Advertisement

Older Adults Prescribed Oral Corticosteroids Sporadically Require Greater Fracture Preventative Care

Published on: 

This new data indicates opportunities which may have been missed for initiation of fracture prevention for elderly individuals treated with oral corticosteroids.

Older individuals may require more attention if they receive high cumulative oral corticosteroid doses with gaps between their prescriptions, according to recent findings, given that they may not be given the chance to get fracture preventative care.1

The study’s investigators note that oral corticosteroid prescriptions are frequently given out in brief and discontinuous bursts to address flares of relapsing-remitting diseases, such as eczema, and chronic obstructive pulmonary disease (COPD), among others.2

The research was conducted with the overall goal of examining and then mitigating potential gaps in preventative care to reduce the overall high rates of mortality linked to fractures, and the research was authored by Aaron M. Drucker, MD, ScM, from Women’s College Hospital in Toronto, Canada.3

“The objective of this study was to determine whether oral corticosteroid prescribing patterns were differentially associated with receiving guideline-recommended fracture preventive care among older adults with eczema, asthma, or COPD,” Drucker and colleagues wrote.

Background and Findings

The investigators’ cohort study involved use of 65,195 individuals whose electronic medical record information was drawn from the UK’s Clinical Practice Research Datalink, with the data being from January of 1998 to January of 2020. Additionally, 28,674 individuals were included with health administrative data featured in ICES in Ontario, Canada from April of 2002 to September of 2020.

The team’s research assessed adults who were aged 66 years or older and had been given prescriptions for oral corticosteroids to address conditions including asthma, eczema, or COPD. The individuals’ prescriptions needed a cumulative prednisolone equivalent dose of 450 mg or more and to be within a 6-month timeframe.

The investigators’ analysis of data was initiated from October of 2020 to September of 2022. In terms of exposures, the study participants were labeled based upon the rate of crossing the 450-mg cumulative oral corticosteroid threshold.

The individuals who were able to cross this particular threshold in fewer than 90 days were given a label of having ‘high-intensity prescriptions,’ while those who needed 90 days or more were considered to have ‘low-intensity prescriptions.’ Several different alternative exposure definitions were examined in the team’s sensitivity analyses.

The research team’s main focus was examining prescribed fracture preventive care as the principal outcome in their work. Additionally, the team assessed major osteoporotic fractures as a secondary outcome.

The study’s participants were followed by the investigators from the time they crossed the oral corticosteroid threshold up until their respective outcomes or the time of their finishing the follow-up section, which extended up to a single year following the index date.

The research team calculated fracture preventive care rates as well as fractures, and they utilized Cox proportional hazards regression models in order to determine hazard ratios (HRs). These HRs were utilized to compare the effects of high-intensity oral corticosteroid prescriptions to low-intensity prescriptions.

Overall, the investigators noted that both the Ontario and the UK cohorts featured a substantial number of participants, with varying ages as well as gender distributions. The team reported that older adults who were given ‘high-intensity’ oral corticosteroid prescriptions showed considerably higher rates of fracture preventive care versus those with low-intensity prescriptions.

In the team’s UK group, rates were found to have been 134 versus 57 per 1000 person-years, resulting in a crude HR of 2.34 (95% CI, 2.19 - 2.51). Meanwhile in the Ontario group, the rates were found to have been 73 versus 48 per 1000 person-years, yielding a crude HR of 1.49 (95% CI, 1.29 - 1.72).
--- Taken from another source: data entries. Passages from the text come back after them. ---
// Author: kelexine (https://github.com/kelexine)
// extract/bodies.rs — Brace-depth body extraction over the original source

use std::collections::HashMap;

/// For each discovered name, locate its body span in the *original* source
/// text (never the tokenized form) and return the name → body map.
///
/// Any name whose body cannot be located — no matching pattern, no opening
/// brace, or braces that never balance before end of input — is simply
/// absent from the map. Best-effort by contract, not by accident.
pub fn extract_bodies(source: &str, names: &[String]) -> HashMap<String, String> {
    let mut bodies = HashMap::new();

    for name in names {
        if let Some(body) = locate_body(source, name) {
            bodies.entry(name.clone()).or_insert(body);
        }
    }

    bodies
}

fn locate_body(source: &str, name: &str) -> Option<String> {
    // Assignment style first; declaration style only when that is absent.
    let start = source
        .find(&format!("{name} = function"))
        .or_else(|| source.find(&format!("function {name}")))?;

    let open = start + source[start..].find('{')?;

    // Depth starts at 1 just past the opening brace. Only `{` and `}` are
    // consulted; a brace inside a string literal or comment counts the same
    // as a structural one.
    let mut depth = 1usize;
    for (off, c) in source[open + 1..].char_indices() {
        match c {
            '{' => depth += 1,
            '}' => {
                depth -= 1;
                if depth == 0 {
                    let end = open + 1 + off;
                    return Some(source[start..=end].to_string());
                }
            }
            _ => {}
        }
    }

    // Ran off the end of the text with braces still open.
    None
}
// Author: kelexine (https://github.com/kelexine)
// config.rs — Global configuration loader

use serde::Deserialize;

/// Represents the structure of the global `config.toml`.
#[derive(Deserialize, Default, Debug)]
pub struct GlobalConfig {
    pub preview_lines: Option<usize>,
    pub always_show_bodies: Option<bool>,
    pub default_match: Option<String>,
}

impl GlobalConfig {
    /// Attempt to load the global configuration, returning a default instance if it fails or missing.
    pub fn load() -> Self {
        if let Some(mut path) = dirs::config_dir() {
            path.push("jsfn-rs");
            path.push("config.toml");

            if path.exists() {
                if let Ok(content) = std::fs::read_to_string(&path) {
                    match toml::from_str(&content) {
                        Ok(config) => return config,
                        Err(e) => eprintln!("[WARNING] Failed to parse {}: {}", path.display(), e),
                    }
                }
            }
        }
        Self::default()
    }
}
//! Score post-processing
//!
//! The model is a regression head with no output-range guarantee, so raw
//! outputs are saturated into [0, 1] before anything downstream sees them.

/// Saturate a raw model output into [0, 1]; callers reject non-finite input first
pub fn clamp_score(raw: f32) -> f32 {
    0.0_f32.max(1.0_f32.min(raw))
}

/// Score as a percentage rounded to two decimals, for confidence displays
pub fn confidence_percent(score: f32) -> f64 {
    (score as f64 * 10_000.0).round() / 100.0
}

/// Score as a whole percentage, as embedded in tier messages
pub fn tier_percent(score: f32) -> u32 {
    (score * 100.0).round() as u32
}

#[cfg(test)]
mod tests {
    use super::*;

    #[test]
    fn test_clamp_saturates() {
        assert_eq!(clamp_score(1.7), 1.0);
        assert_eq!(clamp_score(-0.3), 0.0);
        assert_eq!(clamp_score(0.42), 0.42);
        assert_eq!(clamp_score(0.0), 0.0);
        assert_eq!(clamp_score(1.0), 1.0);
    }

    #[test]
    fn test_percent_rounding() {
        assert_eq!(tier_percent(0.95), 95);
        assert_eq!(tier_percent(0.624), 62);
        assert_eq!(tier_percent(1.0), 100);
        assert_eq!(confidence_percent(0.12345), 12.35);
        assert_eq!(confidence_percent(0.0), 0.0);
    }
}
Notably, the investigators found no substantial difference in the occurrence of major osteoporotic fractures between those who had high- or low-intensity oral corticosteroid prescriptions.

“These findings suggest missed opportunities to initiate fracture prevention for older people prescribed oral corticosteroids,” they wrote. “Clinicians, including dermatologists, respirologists, general practitioners, and internists, should be aware of recent cumulative oral corticosteroid dose, regardless of the prescribing pattern, and initiate fracture preventive care if indicated.”

References

  1. Matthewman J, Tadrous M, Mansfield KE, et al. Association of Different Prescribing Patterns for Oral Corticosteroids With Fracture Preventive Care Among Older Adults in the UK and Ontario. JAMA Dermatol. Published online August 09, 2023. doi:10.1001/jamadermatol.2023.2495.
  2. Alexander T, Maxim E, Cardwell LA, Chawla A, Feldman SR. Prescriptions for atopic dermatitis: oral corticosteroids remain commonplace. J Dermatolog Treat. 2018;29(3):238-240. doi:10.1080/09546634.2017.1365112.
  3. Nazrun AS, Tzar MN, Mokhtar SA, Mohamed IN. A systematic review of the outcomes of osteoporotic fracture patients after hospital discharge: morbidity, subsequent fractures, and mortality. Ther Clin Risk Manag. 2014;10:937-948.